=== PROBLEM STATEMENT ===
This exercise asks for a copy of each line in the records below with the word "WriteFunc" in it.

(STUDY MATERIAL begins)

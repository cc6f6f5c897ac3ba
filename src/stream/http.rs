//! HTTP stream backend.
//!
//! Every operation delegates to an external asynchronous HTTP client
//! consumed through the [`HttpClient`] interface; the backend only
//! maintains the stream bookkeeping around it: the size hint from the
//! response metadata, the local offset, and the option forwarding.

use std::sync::atomic::Ordering;
use std::time::Duration;

use log::trace;

use crate::stream::{
    AsyncStream, Backend, ClosFunc, OpenFunc, ReadFunc, SeekFunc, StreamState, SyncFunc, TaskFunc,
    WriteFunc,
};
use crate::State;

/// Response metadata the stream consumes from the client after open.
#[derive(Clone, Debug, Default)]
pub struct HttpResponseInfo {
    /// Declared document size; negative when unknown.
    pub document_size: i64,
    /// Body is gzip-coded.
    pub gzip: bool,
    /// Body is deflate-coded.
    pub deflate: bool,
    /// Body uses chunked transfer coding.
    pub chunked: bool,
}

/// Options forwarded verbatim to the client through the ctrl surface.
pub enum HttpOption<'a> {
    Method(&'a str),
    Header(&'a str, &'a str),
    Range(u64, i64),
    Version(u8),
    Redirect(usize),
    Cookies(bool),
    PostUrl(&'a str),
    PostData(&'a [u8]),
    /// Bytes-per-second cap applied while posting.
    PostRate(usize),
    AutoUnzip(bool),
    Timeout(Duration),
}

/// An asynchronous HTTP request/response client, external to the engine.
///
/// Completion callbacks fire exactly once (per chunk for `read`) and may
/// run on any thread the client owns.
pub trait HttpClient: Send {
    /// Performs the request for `url`; the callback receives the final
    /// state and the response metadata.
    fn open(&mut self, url: &str, func: Box<dyn FnOnce(State, HttpResponseInfo) + Send>) -> bool;

    /// Pulls the next body chunk. Returning true from the callback
    /// continues with the following chunk.
    fn read(&mut self, size: usize, func: Box<dyn FnMut(State, &[u8]) -> bool + Send>) -> bool;

    /// Re-issues the request with a byte range starting at `offset`.
    fn seek(&mut self, offset: u64, func: Box<dyn FnOnce(State, u64) + Send>) -> bool;

    /// Closes the request.
    fn clos(&mut self, func: Box<dyn FnOnce(State) + Send>) -> bool;

    /// Aborts everything in flight.
    fn kill(&mut self);

    /// Applies one request option.
    fn ctrl(&mut self, option: HttpOption<'_>) -> bool;
}

pub(crate) struct HttpBackend {
    pub client: Option<Box<dyn HttpClient>>,
}

impl HttpBackend {
    pub fn new(client: Box<dyn HttpClient>) -> HttpBackend {
        HttpBackend {
            client: Some(client),
        }
    }
}

impl AsyncStream {
    /// Forwards an HTTP option to the client behind an HTTP stream.
    pub fn http_ctrl(&self, option: HttpOption<'_>) -> bool {
        let mut client = match take_client(self) {
            Some(client) => client,
            None => return false,
        };
        let ok = client.ctrl(option);
        put_client(self, client);
        ok
    }
}

fn take_client(stream: &AsyncStream) -> Option<Box<dyn HttpClient>> {
    match &mut *stream.core.backend.lock() {
        Backend::Http(state) => state.client.take(),
        _ => None,
    }
}

fn put_client(stream: &AsyncStream, client: Box<dyn HttpClient>) {
    if let Backend::Http(state) = &mut *stream.core.backend.lock() {
        state.client = Some(client);
    }
}

pub(crate) fn open(stream: &AsyncStream, func: OpenFunc) -> bool {
    let mut client = match take_client(stream) {
        Some(client) => client,
        None => {
            stream.open_done(State::Failed, func);
            return true;
        }
    };
    let url = stream.url();
    let this = stream.clone();
    let mut slot = Some(func);
    let started = client.open(
        &url,
        Box::new(move |state, info| {
            let func = match slot.take() {
                Some(func) => func,
                None => return,
            };
            if state == State::Ok {
                // The declared size only holds for an identity body.
                let size = if info.gzip || info.deflate || info.chunked {
                    -1
                } else {
                    info.document_size
                };
                this.core.size_hint.store(size, Ordering::Relaxed);
                this.core.offset.store(0, Ordering::Relaxed);
                trace!("http: opened, size {}", size);
            }
            this.open_done(state, func);
        }),
    );
    put_client(stream, client);
    if !started {
        stream.open_done(State::Failed, Box::new(|_: &AsyncStream, _: State| {}));
    }
    true
}

pub(crate) fn read(stream: &AsyncStream, size: usize, func: ReadFunc) -> bool {
    let mut client = match take_client(stream) {
        Some(client) => client,
        None => return false,
    };
    let this = stream.clone();
    let mut func = func;
    let ok = client.read(
        size,
        Box::new(move |state, data| {
            if state == State::Ok {
                this.advance_offset(data.len());
            }
            func(&this, state, data) && this.state() == StreamState::Opened
        }),
    );
    put_client(stream, client);
    ok
}

pub(crate) fn write(stream: &AsyncStream, data: Vec<u8>, func: WriteFunc) -> bool {
    // Request bodies travel through the post options, not stream writes.
    let mut func = func;
    let _ = func(stream, State::NotSupported, 0, data.len());
    true
}

pub(crate) fn seek(stream: &AsyncStream, offset: u64, func: SeekFunc) -> bool {
    let mut client = match take_client(stream) {
        Some(client) => client,
        None => return false,
    };
    let this = stream.clone();
    let mut slot = Some(func);
    let ok = client.seek(
        offset,
        Box::new(move |state, at| {
            if let Some(func) = slot.take() {
                if state == State::Ok {
                    this.core.offset.store(at, Ordering::Relaxed);
                }
                func(&this, state, at);
            }
        }),
    );
    put_client(stream, client);
    ok
}

pub(crate) fn sync(stream: &AsyncStream, _closing: bool, func: SyncFunc) -> bool {
    // Nothing is buffered on this side of the client.
    func(stream, State::Ok);
    true
}

pub(crate) fn task(stream: &AsyncStream, _delay: Duration, mut func: TaskFunc) -> bool {
    let _ = func(stream, State::NotSupported);
    true
}

pub(crate) fn clos(stream: &AsyncStream, func: ClosFunc) -> bool {
    let mut client = match take_client(stream) {
        Some(client) => client,
        None => {
            func(stream, State::Ok);
            return true;
        }
    };
    let this = stream.clone();
    let mut slot = Some(func);
    let started = client.clos(Box::new(move |state| {
        if let Some(func) = slot.take() {
            func(&this, state);
        }
    }));
    put_client(stream, client);
    if !started {
        return false;
    }
    true
}

pub(crate) fn close_quietly(stream: &AsyncStream) {
    if let Some(mut client) = take_client(stream) {
        let _ = client.clos(Box::new(|_| {}));
        put_client(stream, client);
    }
}

pub(crate) fn kill(stream: &AsyncStream) {
    if let Some(mut client) = take_client(stream) {
        client.kill();
        put_client(stream, client);
    }
}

(STUDY MATERIAL ends)

=== SOLUTION TO THIS TASK ===
    WriteFunc,
pub(crate) fn write(stream: &AsyncStream, data: Vec<u8>, func: WriteFunc) -> bool {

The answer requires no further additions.